卡加梅英语流利,定期和美国人会面,或许他明白把卢旺达标榜为机会平等的国家会有好处。卢旺达的内阁会议室比白宫还高科技,里头常回荡着女性的声音。卡加梅不时会任命女强人担任内阁职位和其他高层要职。现在担任最高法院院长、教育部部长、首都基加利市(Kigali)市长以及卢旺达电视台总裁的都是女性。而在地方事务上,许多妇女在乡村重建方面扮演了重要角色。到了2007年,卢旺达超过瑞典,成为全球国会女性成员比例最高的国家——下议院48.8%的席次是女性。2008年9月,一场选举让卢旺达成为第一个国会女性占多数的国家——下议院的女性席次占55%。反观美国,在2008年,众议院只有17%是女性。在女性担任国家政务要职的比例方面,美国世界排名第68。

贫穷国家中,女性占国会总席次至少1/3的,卢旺达是其中之一——另外两国是哥斯达黎加和莫桑比克。卢旺达也是贪污情况最少、成长最快、治理最佳的非洲国家。

卢旺达和中国的例子表明,政府可以通过培养妇女来促进经济发展。而在这种治理良好且机会均等的国家,西方援助也通常特别有效。

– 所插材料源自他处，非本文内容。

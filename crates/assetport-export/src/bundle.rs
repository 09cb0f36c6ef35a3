//! Output bundle handed to the packaging layer.

use assetport_core::{AssetError, Result};
use assetport_manifest::ManifestEntry;
use indexmap::{IndexMap, IndexSet};

/// Payload of one bundle entry.
#[derive(Debug, Clone, PartialEq, Eq)]
pub enum Content {
    Text(String),
    Binary(Vec<u8>),
}

impl Content {
    pub fn as_bytes(&self) -> &[u8] {
        match self {
            Content::Text(text) => text.as_bytes(),
            Content::Binary(bytes) => bytes,
        }
    }

    pub fn as_text(&self) -> Option<&str> {
        match self {
            Content::Text(text) => Some(text),
            Content::Binary(_) => None,
        }
    }
}

/// Ordered set of `{path, content}` entries with unique paths.
#[derive(Debug, Clone, Default, PartialEq, Eq)]
pub struct AssetBundle {
    output_name: String,
    entries: IndexMap<String, Content>,
}

impl AssetBundle {
    /// Create an empty bundle; `output_name` names the archive.
    pub fn new(output_name: impl Into<String>) -> Self {
        Self {
            output_name: output_name.into(),
            entries: IndexMap::new(),
        }
    }

    pub fn output_name(&self) -> &str {
        &self.output_name
    }

    /// Add an entry. Paths are POSIX-style and relative to the bundle root.
    pub fn insert(&mut self, path: impl Into<String>, content: Content) -> Result<()> {
        let path = path.into();
        if self.entries.contains_key(&path) {
            return Err(AssetError::DuplicatePath { path });
        }
        self.entries.insert(path, content);
        Ok(())
    }

    /// Add a generated manifest as a text entry.
    pub fn push_manifest(&mut self, manifest: ManifestEntry) -> Result<()> {
        self.insert(manifest.path, Content::Text(manifest.data))
    }

    pub fn get(&self, path: &str) -> Option<&Content> {
        self.entries.get(path)
    }

    pub fn len(&self) -> usize {
        self.entries.len()
    }

    pub fn is_empty(&self) -> bool {
        self.entries.is_empty()
    }

    /// Entry paths in insertion order.
    pub fn paths(&self) -> impl Iterator<Item = &str> {
        self.entries.keys().map(String::as_str)
    }

    /// Entries in insertion order.
    pub fn iter(&self) -> impl Iterator<Item = (&str, &Content)> {
        self.entries.iter().map(|(path, content)| (path.as_str(), content))
    }
}

/// Fail on the first path that occurs twice.
pub fn ensure_unique_paths<I, S>(paths: I) -> Result<()>
where
    I: IntoIterator<Item = S>,
    S: Into<String>,
{
    let mut seen = IndexSet::new();
    for path in paths {
        let path = path.into();
        if !seen.insert(path.clone()) {
            return Err(AssetError::DuplicatePath { path });
        }
    }
    Ok(())
}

41岁的莫文琳·克拉克住在纽约布鲁克林区,她一直觉得自己应投身公益,把更多收入捐给慈善机构。她在银行工作,年收入5.2万美元,自觉满足自己的需求已经绰绰有余。“我听说过什一税,也就是把1/10的收入捐给教会,”莫文琳解释,“我不是教友,但觉得自己也应该把1/10的收入拿来做慈善。”

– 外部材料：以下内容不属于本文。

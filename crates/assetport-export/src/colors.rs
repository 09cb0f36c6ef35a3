//! Color swatch export.
//!
//! A swatch is a `color-preview` layer holding a `$title` text layer and two
//! filled layers named `light` and `dark`.

use assetport_core::{
    first_solid, folder_path, resource_name, AssetError, NodeId, Result, Rgba, Scene, Theme,
};
use assetport_manifest::{colors_xml, ColorResource, ColorSetContents, ManifestEntry, Qualifiers};
use indexmap::IndexMap;

use crate::bundle::{AssetBundle, Content};
use crate::options::ExportOptions;
use crate::{ExportTarget, Outcome};

pub const PREVIEW_LAYER: &str = "color-preview";
pub const TITLE_LAYER: &str = "$title";
pub const LIGHT_LAYER: &str = "light";
pub const DARK_LAYER: &str = "dark";

const NO_SWATCHES: &str = "Nothing to export: no color previews found on the page.";

/// A named light/dark color pair.
#[derive(Debug, Clone, PartialEq)]
pub struct ColorSwatch {
    pub name: String,
    pub light: Rgba,
    pub dark: Rgba,
    /// Folder path of the preview layer, `""` or ending with `/`.
    pub folder: String,
    pub source: NodeId,
}

impl ColorSwatch {
    pub fn color(&self, theme: Theme) -> Rgba {
        match theme {
            Theme::Light => self.light,
            Theme::Dark => self.dark,
        }
    }
}

/// Collect every swatch on a page in layer order.
///
/// A swatch missing its title or a themed layer, or a themed layer without a
/// solid fill, fails the whole collection. So do duplicate names; the error
/// lists each of them.
pub fn collect_swatches(scene: &Scene, page: NodeId, options: &ExportOptions) -> Result<Vec<ColorSwatch>> {
    let mut swatches = Vec::new();
    for preview in scene.find_all(page, |node| node.name == PREVIEW_LAYER && node.is_container()) {
        swatches.push(read_swatch(scene, preview, options)?);
    }

    let duplicates = duplicate_names(swatches.iter().map(|swatch| swatch.name.as_str()));
    if !duplicates.is_empty() {
        return Err(AssetError::DuplicateNames { names: duplicates });
    }
    Ok(swatches)
}

fn read_swatch(scene: &Scene, preview: NodeId, options: &ExportOptions) -> Result<ColorSwatch> {
    let name = scene
        .find_one(preview, |node| node.name == TITLE_LAYER)
        .and_then(|title| scene.node(title).characters.as_deref())
        .map(str::trim)
        .filter(|name| !name.is_empty())
        .ok_or_else(|| AssetError::missing_child(PREVIEW_LAYER, TITLE_LAYER))?
        .to_string();

    let light = read_fill(scene, preview, &name, LIGHT_LAYER)?;
    let dark = read_fill(scene, preview, &name, DARK_LAYER)?;

    Ok(ColorSwatch {
        folder: folder_path(scene, preview, &options.folder_marker),
        name,
        light,
        dark,
        source: preview,
    })
}

fn read_fill(scene: &Scene, preview: NodeId, swatch: &str, layer: &str) -> Result<Rgba> {
    let node = scene
        .find_one(preview, |node| node.name == layer && !node.fills.is_empty())
        .ok_or_else(|| AssetError::missing_child(swatch, layer))?;
    first_solid(&scene.node(node).fills).ok_or_else(|| AssetError::MissingFill {
        node: format!("{}/{}", swatch, layer),
    })
}

/// Names occurring more than once, each listed once, in first-seen order.
pub fn duplicate_names<'a>(names: impl IntoIterator<Item = &'a str>) -> Vec<String> {
    let mut counts: IndexMap<&str, usize> = IndexMap::new();
    for name in names {
        *counts.entry(name).or_insert(0) += 1;
    }
    counts
        .into_iter()
        .filter(|&(_, count)| count > 1)
        .map(|(name, _)| name.to_string())
        .collect()
}

/// Export swatches as Xcode color sets.
#[tracing::instrument(skip_all, fields(command = "export-colors-to-xcode"))]
pub fn export_colors_xcode(scene: &Scene, target: &ExportTarget, options: &ExportOptions) -> Result<Outcome> {
    let page = target.page_name(scene)?;
    let swatches = collect_swatches(scene, target.page, options)?;
    if swatches.is_empty() {
        return Ok(Outcome::NothingToExport(NO_SWATCHES.to_string()));
    }
    tracing::info!(swatches = swatches.len(), "exporting color sets");

    let mut bundle = AssetBundle::new(format!("{}.xcassets", page));
    for swatch in &swatches {
        let dir = format!(
            "{}/{}/{}{}.colorset/",
            page, options.colors_folder, swatch.folder, swatch.name
        );
        let contents = ColorSetContents::new(
            swatch.light,
            swatch.dark,
            options.color_encoding,
            options.explicit_light_appearance,
        );
        bundle.push_manifest(ManifestEntry::contents_json(&dir, &contents, options.json_style)?)?;
    }
    Ok(Outcome::Completed(bundle))
}

/// Export swatches as Android `colors.xml` resources, one file per theme.
#[tracing::instrument(skip_all, fields(command = "export-colors-to-android"))]
pub fn export_colors_android(scene: &Scene, target: &ExportTarget, options: &ExportOptions) -> Result<Outcome> {
    let page = target.page_name(scene)?;
    let swatches = collect_swatches(scene, target.page, options)?;
    if swatches.is_empty() {
        return Ok(Outcome::NothingToExport(NO_SWATCHES.to_string()));
    }

    let names: Vec<String> = swatches.iter().map(|swatch| resource_name(&swatch.name)).collect();
    let duplicates = duplicate_names(names.iter().map(String::as_str));
    if !duplicates.is_empty() {
        return Err(AssetError::DuplicateNames { names: duplicates });
    }
    tracing::info!(swatches = swatches.len(), "exporting color resources");

    let mut bundle = AssetBundle::new(format!("{}-android", page));
    for theme in [Theme::Light, Theme::Dark] {
        let resources: Vec<ColorResource> = swatches
            .iter()
            .zip(&names)
            .map(|(swatch, name)| ColorResource::new(name, swatch.color(theme)))
            .collect();
        let folder = Qualifiers::new(theme, None).values_folder();
        bundle.insert(
            format!("res/{}/colors.xml", folder),
            Content::Text(colors_xml(&resources)),
        )?;
    }
    Ok(Outcome::Completed(bundle))
}
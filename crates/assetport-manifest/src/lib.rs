//! Manifest builders for platform asset bundles.
//!
//! Supported manifests:
//! - Xcode `Contents.json` for image sets and color sets
//! - Android `colors.xml` and resource-qualifier folders

pub mod android;
pub mod json;
pub mod xcode;

use assetport_core::ManifestError;
use serde::Serialize;

pub use android::{colors_xml, hex_color, ColorResource, Qualifiers};
pub use json::{to_manifest_json, JsonStyle};
pub use xcode::{
    Appearance, ColorEncoding, ColorSetContents, ImageEntry, ImageSetContents, LanguageDirection,
};

/// A generated manifest file.
#[derive(Debug, Clone, PartialEq, Eq)]
pub struct ManifestEntry {
    /// Path relative to the bundle root.
    pub path: String,
    /// Serialized file content.
    pub data: String,
}

impl ManifestEntry {
    /// `Contents.json` inside an asset-set directory (`dir` ends with `/`).
    pub fn contents_json<T: Serialize>(
        dir: &str,
        value: &T,
        style: JsonStyle,
    ) -> Result<Self, ManifestError> {
        Ok(Self {
            path: format!("{}Contents.json", dir),
            data: to_manifest_json(value, style)?,
        })
    }
}
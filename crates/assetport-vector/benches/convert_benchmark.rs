//! Converter benchmarks.

use assetport_vector::{convert, VectorOptions};
use criterion::{black_box, criterion_group, criterion_main, Criterion};

const SIMPLE_SVG: &str = r#"<svg viewBox="0 0 24 24"><path d="M12 2L2 22h20z" fill="none" stroke="black" stroke-width="2"/></svg>"#;

fn icon_svg(paths: usize) -> String {
    let mut svg = String::from(r#"<svg width="24" height="24" viewBox="0 0 24 24" fill="none" xmlns="http://www.w3.org/2000/svg">"#);
    for i in 0..paths {
        svg.push_str(&format!(
            r##"<path d="M{i} {i}h4v4h-4z" fill="#1A73E8" opacity="0.{d}"/>"##,
            i = i % 20,
            d = i % 9 + 1
        ));
    }
    svg.push_str("</svg>");
    svg
}

fn convert_simple(c: &mut Criterion) {
    let options = VectorOptions::new(24.0, 24.0);
    c.bench_function("convert_simple", |b| {
        b.iter(|| convert(black_box(SIMPLE_SVG), &options))
    });
}

fn convert_many_paths(c: &mut Criterion) {
    let svg = icon_svg(200);
    let options = VectorOptions::new(24.0, 24.0).mirrored(true);
    c.bench_function("convert_many_paths", |b| {
        b.iter(|| convert(black_box(&svg), &options))
    });
}

criterion_group!(benches, convert_simple, convert_many_paths);
criterion_main!(benches);
//! SVG to Android VectorDrawable conversion.
//!
//! A pure string-to-string transform over the restricted SVG a design tool
//! exports for one layer:
//!
//! ```ignore
//! use assetport_vector::{convert, VectorOptions};
//!
//! let xml = convert(&svg, &VectorOptions::new(24.0, 24.0).mirrored(true))?;
//! ```

pub mod convert;
pub mod viewbox;

pub use convert::{convert, extract_paths, find_viewbox, PathElement, VectorOptions};
pub use viewbox::ViewBox;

莫文琳在选择慈善机构时,首要条件是行政开销要少。她上网花了几小时浏览“慈善导航网”(Charity Navigator)上那些四星的慈善组织。该网站以效率来评估慈善团体,它不是完美的指南,因为它把评估重点放在了运营费用是否精简,而非影响力有多大上,但该网站不失为作出正确判断的起点。莫文琳偶然发现了“国际妇女互助”(Women for Women International)组织,她颇为赏识。这是一个赞助组织,捐助者可以借此援助贫穷国家的一名特定妇女。莫文琳是牙买加裔黑人,想要赞助一名非洲妇女。于是她注册登记,同意每月支付27美元,为期一年,并要求受助者是卢旺达人。